Engine Service Required message has just came up on the LCD and I'm wondering what could be the problem. My known issues are:

  • I have the popping noise in the engine and I've tried the same thing as the man on the video and it looks like the hydraulic engine mountings are leaking vacuum (link to youtube video).

  • Recently I've got two codes (P0108 and P0401) in Torque lite (with chinese OBDII bluetooth reader). So the problem could also be in EGR or MAF sensor?

  • I think that this issue is not connected to these ones, but anyhow. When engine is hot, sometimes it won't start properly. It is very similar to this problem (link to youtube video). But I think it can't be starter problem, because problem would also occur when engine is cold. Or am I wrong? I also saw that there is urgent to repair crankshaft position sensor. Could this be the issue of this problem?

Sometimes I can feel car to shake just a little bit every 3 seconds when idle. It has a lot of vibrations at 1400 - 1600 rpm in any gear and pretty load resonance sound when over 3000 rpm. I have also seen that fuel consumption has increased for about 0.8 l/100km.
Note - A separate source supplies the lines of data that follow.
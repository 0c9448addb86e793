//! Shared helper functions for CLI commands
//!
//! Opening the project, its store and the signed-in session is the same
//! dance for almost every command, so it lives here.

use clap::ValueEnum;
use miette::{IntoDiagnostic, Result};
use serde::Serialize;
use serde_json::Value;
use std::path::Path;
use std::sync::Arc;

use crate::cli::{GlobalOpts, OutputFormat};
use crate::core::backend::Backend;
use crate::core::draft::FileDraftStore;
use crate::core::session::{Session, SessionFile};
use crate::core::{Config, Project};
use crate::schema::SchemaRegistry;

/// A discovered project with its layered configuration
pub struct Workspace {
    pub project: Project,
    pub config: Config,
}

impl Workspace {
    /// Find the project from `--project` or the current directory
    pub fn open(global: &GlobalOpts) -> Result<Self> {
        let project = match &global.project {
            Some(path) => Project::discover_from(path),
            None => Project::discover(),
        }
        .map_err(|e| miette::miette!("{}", e))?;
        let config = Config::load_for(Some(&project));
        Ok(Self { project, config })
    }

    /// Embedded section schemas with this project's overrides applied
    pub fn registry(&self) -> Result<Arc<SchemaRegistry>> {
        let mut registry = SchemaRegistry::load(Some(&self.project.schemas_dir()))
            .map_err(|e| miette::miette!("{}", e))?;
        if let Some(key) = &self.config.draft_key {
            registry.set_draft_key(key.clone());
        }
        Ok(Arc::new(registry))
    }

    pub fn backend(&self) -> Result<Arc<Backend>> {
        let backend = Backend::open(&self.project.db_path()).map_err(|e| miette::miette!("{}", e))?;
        Ok(Arc::new(backend))
    }

    pub fn session_file(&self) -> SessionFile {
        SessionFile::new(self.project.session_path())
    }

    /// The saved session, or an error telling the user to log in
    pub fn session(&self, backend: &Backend) -> Result<Session> {
        self.session_file()
            .resume(backend)
            .map_err(|e| miette::miette!("{}", e))
    }

    pub fn draft_store(&self, registry: &SchemaRegistry) -> FileDraftStore {
        FileDraftStore::new(self.project.drafts_dir(), registry.draft_key())
    }

    /// `--format`, else the configured default, else `auto`
    pub fn format(&self, global: &GlobalOpts) -> OutputFormat {
        if global.format != OutputFormat::Auto {
            return global.format;
        }
        self.config
            .default_format
            .as_deref()
            .and_then(|f| OutputFormat::from_str(f, true).ok())
            .unwrap_or(OutputFormat::Auto)
    }
}

/// Read section data from a JSON or YAML file
pub fn read_data_file(path: &Path) -> Result<Value> {
    let content = std::fs::read_to_string(path)
        .map_err(|e| miette::miette!("Cannot read {}: {}", path.display(), e))?;
    let ext = path
        .extension()
        .and_then(|e| e.to_str())
        .map(str::to_lowercase);
    match ext.as_deref() {
        Some("yaml") | Some("yml") => serde_yml::from_str(&content)
            .map_err(|e| miette::miette!("Invalid YAML in {}: {}", path.display(), e)),
        _ => serde_json::from_str(&content)
            .map_err(|e| miette::miette!("Invalid JSON in {}: {}", path.display(), e)),
    }
}

/// Print one record in a structured format (`auto` means YAML)
pub fn print_record<T: Serialize>(value: &T, format: OutputFormat) -> Result<()> {
    match format {
        OutputFormat::Json => {
            println!("{}", serde_json::to_string_pretty(value).into_diagnostic()?);
        }
        _ => {
            print!("{}", serde_yml::to_string(value).into_diagnostic()?);
        }
    }
    Ok(())
}

/// Format whole dollars with thousands separators
pub fn format_money(amount: f64) -> String {
    let whole = amount.round() as i64;
    let digits = whole.unsigned_abs().to_string();
    let mut grouped = String::new();
    for (i, c) in digits.chars().enumerate() {
        if i > 0 && (digits.len() - i) % 3 == 0 {
            grouped.push(',');
        }
        grouped.push(c);
    }
    if whole < 0 {
        format!("-${}", grouped)
    } else {
        format!("${}", grouped)
    }
}

/// Truncate a string to max_len characters, adding "..." if truncated
pub fn truncate_str(s: &str, max_len: usize) -> String {
    if s.chars().count() <= max_len {
        s.to_string()
    } else {
        let kept: String = s.chars().take(max_len.saturating_sub(3)).collect();
        format!("{}...", kept)
    }
}

#[cfg(test)]
mod tests {
    use super::*;
    use tempfile::tempdir;

    #[test]
    fn test_format_money() {
        assert_eq!(format_money(0.0), "$0");
        assert_eq!(format_money(999.0), "$999");
        assert_eq!(format_money(1_500_000.0), "$1,500,000");
        assert_eq!(format_money(-1234.0), "-$1,234");
    }

    #[test]
    fn test_truncate_str() {
        assert_eq!(truncate_str("hello", 10), "hello");
        assert_eq!(truncate_str("hello world", 8), "hello...");
        assert_eq!(truncate_str("héllo wörld", 8), "héllo...");
    }

    #[test]
    fn test_read_data_file_json_and_yaml() {
        let dir = tempdir().unwrap();
        let json = dir.path().join("team.json");
        std::fs::write(&json, r#"{"teamSize": 3}"#).unwrap();
        assert_eq!(read_data_file(&json).unwrap()["teamSize"], 3);

        let yaml = dir.path().join("team.yaml");
        std::fs::write(&yaml, "teamSize: 4\ntechStack:\n  - Rust\n").unwrap();
        let value = read_data_file(&yaml).unwrap();
        assert_eq!(value["teamSize"], 4);
        assert_eq!(value["techStack"][0], "Rust");

        let broken = dir.path().join("broken.json");
        std::fs::write(&broken, "{").unwrap();
        assert!(read_data_file(&broken).is_err());
    }
}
Car doesn't produce any kind of smoke.

car: Volvo s60 2.4D 2004 (401.000 km)

  • Given the age of the vehicle I would clean the MAP, and EGR, and run treatment through the tank and intake. See if those codes persist. As far as the vacuum lines, at this age I would just replace them. Other than elbows and fittings, hose is going to be cheap and easy. Check working for signs of damage. Obligatory cleaning of grounds and battery terminals suggested, if you haven't kept up with them.
    – NitrusInc
    Apr 25 '18 at 11:55
  • This is definitely what I am going to do at first stage. But do you think that vacuum lines could leak? I don't have any "jitter" or rich rpm at idle. Do you have any idea why would it have starting issues?
    – spaceman
    Apr 25 '18 at 12:35
  • Welcome to Motor Vehicle Maintenance & Repair! Apr 25 '18 at 13:49
  • @spaceman when you're prepared to change the vacuum lines, take them between your fingers and squish and roll. If they hard and/or spongy, then it's very likely they're no good anymore. They should feel soft and supple, have a good elasticity to them, and return to shape immediately. The fittings and elbows are the only concern as they get brittle, so use care with those. If you plan on keeping the car, I'd replace the vacuum lines regardless. Too many possible issues. The EGRV clogged would cause starting and running issues. Depends on how it's stuck/sticking.
    – NitrusInc
    Apr 25 '18 at 13:58
  • Thanks NitrusInc. Actually Im planning to work on the car, because I want to have it for a long time, thats why replacing the lines or any other thing is not such big deal for me. Ill try to replace them in few days and will come back with answers. Does maybe you ring a bell what could be the issue with starting problems?